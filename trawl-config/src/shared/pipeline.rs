use serde::{Deserialize, Serialize};

use crate::shared::{BatchConfig, ValidationError};

/// Configuration for a trawl pipeline.
///
/// Contains all settings required to run a scan pipeline: parallelism,
/// channel bounds, and batching parameters. Everything that is specific to a
/// single job (keywords, target counts) lives with the job itself, not here.
#[derive(Clone, Debug, Serialize, Deserialize)]
pub struct PipelineConfig {
    /// The unique identifier for this pipeline.
    pub id: u64,
    /// Number of parallel scan workers, fixed for the lifetime of a run.
    #[serde(default = "default_worker_count")]
    pub worker_count: u16,
    /// Capacity of the bounded item and result channels.
    ///
    /// When unset, the capacity is derived from the worker count. A configured
    /// value must be able to hold at least one item per worker so that
    /// backpressure never degenerates into a lockstep hand-off.
    #[serde(default)]
    pub queue_capacity: Option<usize>,
    /// Batch grouping configuration for line-oriented sources.
    #[serde(default)]
    pub batch: BatchConfig,
}

impl PipelineConfig {
    /// Default number of parallel scan workers.
    pub const DEFAULT_WORKER_COUNT: u16 = 4;

    /// Validates pipeline configuration settings.
    ///
    /// Checks worker count, batch settings, and the channel capacity bound.
    /// Invalid configuration is rejected before any part of the pipeline
    /// starts.
    pub fn validate(&self) -> Result<(), ValidationError> {
        if self.worker_count == 0 {
            return Err(ValidationError::WorkerCountZero);
        }

        self.batch.validate()?;

        if let Some(capacity) = self.queue_capacity
            && capacity < self.worker_count as usize
        {
            return Err(ValidationError::QueueCapacityTooSmall {
                capacity,
                worker_count: self.worker_count,
            });
        }

        Ok(())
    }

    /// Returns the channel capacity to use for this run.
    ///
    /// Defaults to two slots per worker so a full pool always has items
    /// queued behind it.
    pub fn effective_queue_capacity(&self) -> usize {
        self.queue_capacity
            .unwrap_or(self.worker_count as usize * 2)
    }
}

impl Default for PipelineConfig {
    fn default() -> Self {
        Self {
            id: 0,
            worker_count: default_worker_count(),
            queue_capacity: None,
            batch: BatchConfig::default(),
        }
    }
}

fn default_worker_count() -> u16 {
    PipelineConfig::DEFAULT_WORKER_COUNT
}
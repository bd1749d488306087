use std::time::Duration;

use tokio::time::timeout;
use trawl::jobs::keywords::{KeywordScan, KeywordTally};
use trawl::jobs::primes::{
    PrimePalindrome, PrimePalindromeCollect, is_palindrome, is_prime,
};
use trawl::pipeline::Pipeline;
use trawl::source::file::LineBatchSource;
use trawl::source::sequence::SequenceSource;

use crate::common::{init_test_tracing, test_config, write_temp_log};

mod common;

/// Upper bound for one pipeline run; a deadlock fails the test instead of
/// hanging it.
const RUN_TIMEOUT: Duration = Duration::from_secs(30);

fn prime_pipeline(
    worker_count: u16,
    target: usize,
) -> Pipeline<SequenceSource, PrimePalindrome, PrimePalindromeCollect> {
    let config = test_config(worker_count, 100);

    Pipeline::new(
        config.id,
        config,
        SequenceSource::new(2),
        PrimePalindrome,
        PrimePalindromeCollect::new(target),
    )
}

#[tokio::test(flavor = "multi_thread")]
async fn external_shutdown_stops_an_unbounded_run() {
    init_test_tracing();

    // A target this large is unreachable within the test budget: only the
    // shutdown signal can end the run.
    let mut pipeline = prime_pipeline(4, 1_000_000);
    pipeline.start().unwrap();

    tokio::time::sleep(Duration::from_millis(50)).await;

    // Raising the signal twice must be a no-op the second time.
    pipeline.shutdown();
    pipeline.shutdown();

    let report = timeout(RUN_TIMEOUT, pipeline.wait())
        .await
        .expect("cancelled pipeline must stop in time")
        .unwrap();

    // Whatever was collected before the shutdown still qualifies.
    assert!(report.values.len() < 1_000_000);
    for value in &report.values {
        assert!(is_prime(*value) && is_palindrome(*value), "{value} must qualify");
    }
    assert_eq!(report.sum, report.values.iter().sum::<u64>());
}

#[tokio::test(flavor = "multi_thread")]
async fn shutdown_after_completion_is_a_noop() {
    init_test_tracing();

    let mut pipeline = prime_pipeline(4, 3);
    let shutdown_tx = pipeline.shutdown_tx();

    pipeline.start().unwrap();

    let report = timeout(RUN_TIMEOUT, pipeline.wait())
        .await
        .expect("pipeline must stop in time")
        .unwrap();
    assert_eq!(report.values.len(), 3);

    // Early termination already raised the signal; a deferred cancel after
    // completion must not panic, not double-close anything, and report that
    // the signal was already raised.
    assert!(!shutdown_tx.shutdown());
    assert!(!shutdown_tx.shutdown());
}

#[tokio::test(flavor = "multi_thread")]
async fn shutdown_before_start_ends_the_run_immediately() {
    init_test_tracing();

    let mut pipeline = prime_pipeline(4, 1_000_000);

    // The signal is a level: components starting after the raise observe it
    // at their first blocking point and exit without doing work.
    pipeline.shutdown();
    pipeline.start().unwrap();

    let report = timeout(RUN_TIMEOUT, pipeline.wait())
        .await
        .expect("pipeline must stop in time")
        .unwrap();

    assert!(report.values.is_empty());
    assert_eq!(report.sum, 0);
}

#[tokio::test(flavor = "multi_thread")]
async fn repeated_runs_leave_no_stragglers() {
    init_test_tracing();

    // Early-terminating runs, back to back. Each one must wind down fully
    // within the timeout; a leaked or blocked worker would pile up and hang
    // one of the later iterations.
    for _ in 0..20 {
        let mut pipeline = prime_pipeline(4, 5);
        pipeline.start().unwrap();

        let report = timeout(RUN_TIMEOUT, pipeline.wait())
            .await
            .expect("pipeline must stop in time")
            .unwrap();

        assert_eq!(report.values.len(), 5);
    }

    // Finite runs through the file source as well.
    let path = write_temp_log(&["ERROR a", "INFO b", "ERROR c", "WARN d"]).await;
    for _ in 0..10 {
        let config = test_config(4, 2);
        let source = LineBatchSource::new(&path, config.batch.max_size);
        let mut pipeline = Pipeline::new(
            config.id,
            config,
            source,
            KeywordScan::new(vec!["ERROR".to_string(), "WARN".to_string()]),
            KeywordTally::new(),
        );

        pipeline.start().unwrap();

        let tally = timeout(RUN_TIMEOUT, pipeline.wait())
            .await
            .expect("pipeline must stop in time")
            .unwrap();

        assert_eq!(tally.len(), 2);
    }

    let _ = tokio::fs::remove_file(&path).await;
}

#[tokio::test(flavor = "multi_thread")]
async fn shutdown_and_wait_drains_in_one_call() {
    init_test_tracing();

    let mut pipeline = prime_pipeline(2, 1_000_000);
    pipeline.start().unwrap();

    let report = timeout(RUN_TIMEOUT, pipeline.shutdown_and_wait())
        .await
        .expect("cancelled pipeline must stop in time")
        .unwrap();

    for value in &report.values {
        assert!(is_prime(*value) && is_palindrome(*value), "{value} must qualify");
    }
}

____________________

→ **TASK TO CARRY OUT**
From the material above, copy exactly the lines between the line holding "end the run." and the line holding "assert!(report.values.is_empty());", inclusive, and only those.

→ **RESULT OF THIS TASK**
    // shutdown signal can end the run.
    let mut pipeline = prime_pipeline(4, 1_000_000);
    pipeline.start().unwrap();

    tokio::time::sleep(Duration::from_millis(50)).await;

    // Raising the signal twice must be a no-op the second time.
    pipeline.shutdown();
    pipeline.shutdown();

    let report = timeout(RUN_TIMEOUT, pipeline.wait())
        .await
        .expect("cancelled pipeline must stop in time")
        .unwrap();

    // Whatever was collected before the shutdown still qualifies.
    assert!(report.values.len() < 1_000_000);
    for value in &report.values {
        assert!(is_prime(*value) && is_palindrome(*value), "{value} must qualify");
    }
    assert_eq!(report.sum, report.values.iter().sum::<u64>());
}

#[tokio::test(flavor = "multi_thread")]
async fn shutdown_after_completion_is_a_noop() {
    init_test_tracing();

    let mut pipeline = prime_pipeline(4, 3);
    let shutdown_tx = pipeline.shutdown_tx();

    pipeline.start().unwrap();

    let report = timeout(RUN_TIMEOUT, pipeline.wait())
        .await
        .expect("pipeline must stop in time")
        .unwrap();
    assert_eq!(report.values.len(), 3);

    // Early termination already raised the signal; a deferred cancel after
    // completion must not panic, not double-close anything, and report that
    // the signal was already raised.
    assert!(!shutdown_tx.shutdown());
    assert!(!shutdown_tx.shutdown());
}

#[tokio::test(flavor = "multi_thread")]
async fn shutdown_before_start_ends_the_run_immediately() {
    init_test_tracing();

    let mut pipeline = prime_pipeline(4, 1_000_000);

    // The signal is a level: components starting after the raise observe it
    // at their first blocking point and exit without doing work.
    pipeline.shutdown();
    pipeline.start().unwrap();

    let report = timeout(RUN_TIMEOUT, pipeline.wait())
        .await
        .expect("pipeline must stop in time")
        .unwrap();

    assert!(report.values.is_empty());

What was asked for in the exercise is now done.